Transcribe the listing below in its entirety, exactly.
----------------------------------------
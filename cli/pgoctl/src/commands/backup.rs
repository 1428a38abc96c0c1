//! pgBackRest backup commands.

use anyhow::Result;
use clap::{Args, Subcommand};
use pgo_msgs::backup::{BackrestDetail, CreateBackrestBackupRequest};
use tabled::Tabled;

use crate::api;
use crate::output::{or_dash, print_table};
use crate::session::Session;

use super::{print_lines, render, CommandContext, TargetArgs};

/// Backup commands.
#[derive(Debug, Args)]
pub struct BackupCommand {
    #[command(subcommand)]
    command: BackupSubcommand,
}

#[derive(Debug, Subcommand)]
enum BackupSubcommand {
    /// Start a backup of clusters.
    Create(CreateArgs),

    /// List the backups of clusters.
    Show(ShowArgs),
}

#[derive(Debug, Args)]
struct CreateArgs {
    #[command(flatten)]
    target: TargetArgs,

    /// Options passed through to pgBackRest, e.g. --type=full.
    #[arg(long, allow_hyphen_values = true)]
    backup_opts: Option<String>,

    /// local, s3, or local,s3.
    #[arg(long)]
    pgbackrest_storage_type: Option<String>,
}

#[derive(Debug, Args)]
struct ShowArgs {
    #[command(flatten)]
    target: TargetArgs,
}

impl BackupCommand {
    pub async fn run(self, ctx: &CommandContext, session: &Session) -> Result<()> {
        match self.command {
            BackupSubcommand::Create(args) => create(ctx, session, args).await,
            BackupSubcommand::Show(args) => show(ctx, session, args).await,
        }
    }
}

#[derive(Debug, Clone, Tabled)]
struct BackupRow {
    #[tabled(rename = "Cluster")]
    cluster: String,
    #[tabled(rename = "Storage")]
    storage: String,
    #[tabled(rename = "Label")]
    label: String,
    #[tabled(rename = "Type")]
    backup_type: String,
    #[tabled(rename = "Duration")]
    duration: String,
    #[tabled(rename = "Database Size")]
    database_size: String,
    #[tabled(rename = "Backup Size")]
    backup_size: String,
}

fn backup_rows(details: &[BackrestDetail]) -> Vec<BackupRow> {
    details
        .iter()
        .flat_map(|detail| {
            detail.backups.iter().map(move |backup| BackupRow {
                cluster: detail.name.clone(),
                storage: or_dash(&detail.storage_type),
                label: backup.label.clone(),
                backup_type: backup.backup_type.clone(),
                duration: format!(
                    "{}s",
                    backup.stop_time.saturating_sub(backup.start_time).max(0)
                ),
                database_size: human_size(backup.database_size),
                backup_size: human_size(backup.backup_size),
            })
        })
        .collect()
}

fn human_size(bytes: u64) -> String {
    const UNITS: [&str; 5] = ["B", "KiB", "MiB", "GiB", "TiB"];
    let mut value = bytes as f64;
    let mut unit = 0;
    while value >= 1024.0 && unit < UNITS.len() - 1 {
        value /= 1024.0;
        unit += 1;
    }
    if unit == 0 {
        format!("{bytes}B")
    } else {
        format!("{value:.1}{}", UNITS[unit])
    }
}

async fn create(ctx: &CommandContext, session: &Session, args: CreateArgs) -> Result<()> {
    let namespace = ctx.require_namespace()?;
    for addressing in args.target.plan(&namespace)? {
        let request = CreateBackrestBackupRequest {
            addressing,
            backup_opts: args.backup_opts.clone().unwrap_or_default(),
            storage_type: args.pgbackrest_storage_type.clone().unwrap_or_default(),
        };
        let envelope = api::backup::create(session, &request).await?;
        render(ctx.format, &envelope, |result| print_lines(&result.results))?;
    }
    Ok(())
}

async fn show(ctx: &CommandContext, session: &Session, args: ShowArgs) -> Result<()> {
    let namespace = ctx.require_namespace()?;
    for addressing in args.target.plan(&namespace)? {
        let name = addressing.names.first().cloned().unwrap_or_default();
        let envelope = api::backup::show(session, &name, &addressing).await?;
        render(ctx.format, &envelope, |result| {
            print_table(&backup_rows(&result.items));
        })?;
    }
    Ok(())
}

#[cfg(test)]
mod tests {
    use pgo_msgs::backup::BackrestBackup;

    use super::*;

    #[test]
    fn one_row_per_backup() {
        let details = vec![BackrestDetail {
            name: "hippo".to_string(),
            storage_type: "local".to_string(),
            backups: vec![
                BackrestBackup {
                    label: "20240101-000000F".to_string(),
                    backup_type: "full".to_string(),
                    start_time: 100,
                    stop_time: 160,
                    database_size: 2048,
                    backup_size: 512,
                },
                BackrestBackup {
                    label: "20240102-000000I".to_string(),
                    backup_type: "incr".to_string(),
                    ..Default::default()
                },
            ],
        }];

        let rows = backup_rows(&details);
        assert_eq!(rows.len(), 2);
        assert_eq!(rows[0].duration, "60s");
        assert_eq!(rows[0].database_size, "2.0KiB");
        assert_eq!(rows[0].backup_size, "512B");
        assert_eq!(rows[1].backup_type, "incr");
    }

    #[test]
    fn out_of_range_timestamps_do_not_overflow() {
        let details = vec![BackrestDetail {
            name: "hippo".to_string(),
            backups: vec![
                BackrestBackup {
                    start_time: i64::MIN,
                    stop_time: i64::MAX,
                    ..Default::default()
                },
                BackrestBackup {
                    start_time: i64::MAX,
                    stop_time: i64::MIN,
                    ..Default::default()
                },
            ],
            ..Default::default()
        }];

        let rows = backup_rows(&details);
        assert_eq!(rows[0].duration, format!("{}s", i64::MAX));
        assert_eq!(rows[1].duration, "0s");
    }

    #[test]
    fn sizes_scale_through_units() {
        assert_eq!(human_size(0), "0B");
        assert_eq!(human_size(1536), "1.5KiB");
        assert_eq!(human_size(3 * 1024 * 1024 * 1024), "3.0GiB");
    }
}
----------------------------------------
## Solution below
filename cli/pgoctl/src/commands/backup.rs
repository 1428a38abc96c0c1
//! pgBackRest backup commands.

use anyhow::Result;
use clap::{Args, Subcommand};
use pgo_msgs::backup::{BackrestDetail, CreateBackrestBackupRequest};
use tabled::Tabled;

use crate::api;
use crate::output::{or_dash, print_table};
use crate::session::Session;

use super::{print_lines, render, CommandContext, TargetArgs};

/// Backup commands.
#[derive(Debug, Args)]
pub struct BackupCommand {
    #[command(subcommand)]
    command: BackupSubcommand,
}

#[derive(Debug, Subcommand)]
enum BackupSubcommand {
    /// Start a backup of clusters.
    Create(CreateArgs),

    /// List the backups of clusters.
    Show(ShowArgs),
}

#[derive(Debug, Args)]
struct CreateArgs {
    #[command(flatten)]
    target: TargetArgs,

    /// Options passed through to pgBackRest, e.g. --type=full.
    #[arg(long, allow_hyphen_values = true)]
    backup_opts: Option<String>,

    /// local, s3, or local,s3.
    #[arg(long)]
    pgbackrest_storage_type: Option<String>,
}

#[derive(Debug, Args)]
struct ShowArgs {
    #[command(flatten)]
    target: TargetArgs,
}

impl BackupCommand {
    pub async fn run(self, ctx: &CommandContext, session: &Session) -> Result<()> {
        match self.command {
            BackupSubcommand::Create(args) => create(ctx, session, args).await,
            BackupSubcommand::Show(args) => show(ctx, session, args).await,
        }
    }
}

#[derive(Debug, Clone, Tabled)]
struct BackupRow {
    #[tabled(rename = "Cluster")]
    cluster: String,
    #[tabled(rename = "Storage")]
    storage: String,
    #[tabled(rename = "Label")]
    label: String,
    #[tabled(rename = "Type")]
    backup_type: String,
    #[tabled(rename = "Duration")]
    duration: String,
    #[tabled(rename = "Database Size")]
    database_size: String,
    #[tabled(rename = "Backup Size")]
    backup_size: String,
}

fn backup_rows(details: &[BackrestDetail]) -> Vec<BackupRow> {
    details
        .iter()
        .flat_map(|detail| {
            detail.backups.iter().map(move |backup| BackupRow {
                cluster: detail.name.clone(),
                storage: or_dash(&detail.storage_type),
                label: backup.label.clone(),
                backup_type: backup.backup_type.clone(),
                duration: format!(
                    "{}s",
                    backup.stop_time.saturating_sub(backup.start_time).max(0)
                ),
                database_size: human_size(backup.database_size),
                backup_size: human_size(backup.backup_size),
            })
        })
        .collect()
}

fn human_size(bytes: u64) -> String {
    const UNITS: [&str; 5] = ["B", "KiB", "MiB", "GiB", "TiB"];
    let mut value = bytes as f64;
    let mut unit = 0;
    while value >= 1024.0 && unit < UNITS.len() - 1 {
        value /= 1024.0;
        unit += 1;
    }
    if unit == 0 {
        format!("{bytes}B")
    } else {
        format!("{value:.1}{}", UNITS[unit])
    }
}

async fn create(ctx: &CommandContext, session: &Session, args: CreateArgs) -> Result<()> {
    let namespace = ctx.require_namespace()?;
    for addressing in args.target.plan(&namespace)? {
        let request = CreateBackrestBackupRequest {
            addressing,
            backup_opts: args.backup_opts.clone().unwrap_or_default(),
            storage_type: args.pgbackrest_storage_type.clone().unwrap_or_default(),
        };
        let envelope = api::backup::create(session, &request).await?;
        render(ctx.format, &envelope, |result| print_lines(&result.results))?;
    }
    Ok(())
}

async fn show(ctx: &CommandContext, session: &Session, args: ShowArgs) -> Result<()> {
    let namespace = ctx.require_namespace()?;
    for addressing in args.target.plan(&namespace)? {
        let name = addressing.names.first().cloned().unwrap_or_default();
        let envelope = api::backup::show(session, &name, &addressing).await?;
        render(ctx.format, &envelope, |result| {
            print_table(&backup_rows(&result.items));
        })?;
    }
    Ok(())
}

#[cfg(test)]
mod tests {
    use pgo_msgs::backup::BackrestBackup;

    use super::*;

    #[test]
    fn one_row_per_backup() {
        let details = vec![BackrestDetail {
            name: "hippo".to_string(),
            storage_type: "local".to_string(),
            backups: vec![
                BackrestBackup {
                    label: "20240101-000000F".to_string(),
                    backup_type: "full".to_string(),
                    start_time: 100,
                    stop_time: 160,
                    database_size: 2048,
                    backup_size: 512,
                },
                BackrestBackup {
                    label: "20240102-000000I".to_string(),
                    backup_type: "incr".to_string(),
                    ..Default::default()
                },
            ],
        }];

        let rows = backup_rows(&details);
        assert_eq!(rows.len(), 2);
        assert_eq!(rows[0].duration, "60s");
        assert_eq!(rows[0].database_size, "2.0KiB");
        assert_eq!(rows[0].backup_size, "512B");
        assert_eq!(rows[1].backup_type, "incr");
    }

    #[test]
    fn out_of_range_timestamps_do_not_overflow() {
        let details = vec![BackrestDetail {
            name: "hippo".to_string(),
            backups: vec![
                BackrestBackup {
                    start_time: i64::MIN,
                    stop_time: i64::MAX,
                    ..Default::default()
                },
                BackrestBackup {
                    start_time: i64::MAX,
                    stop_time: i64::MIN,
                    ..Default::default()
                },
            ],
            ..Default::default()
        }];

        let rows = backup_rows(&details);
        assert_eq!(rows[0].duration, format!("{}s", i64::MAX));
        assert_eq!(rows[1].duration, "0s");
    }

    #[test]
    fn sizes_scale_through_units() {
        assert_eq!(human_size(0), "0B");
        assert_eq!(human_size(1536), "1.5KiB");
        assert_eq!(human_size(3 * 1024 * 1024 * 1024), "3.0GiB");
    }
}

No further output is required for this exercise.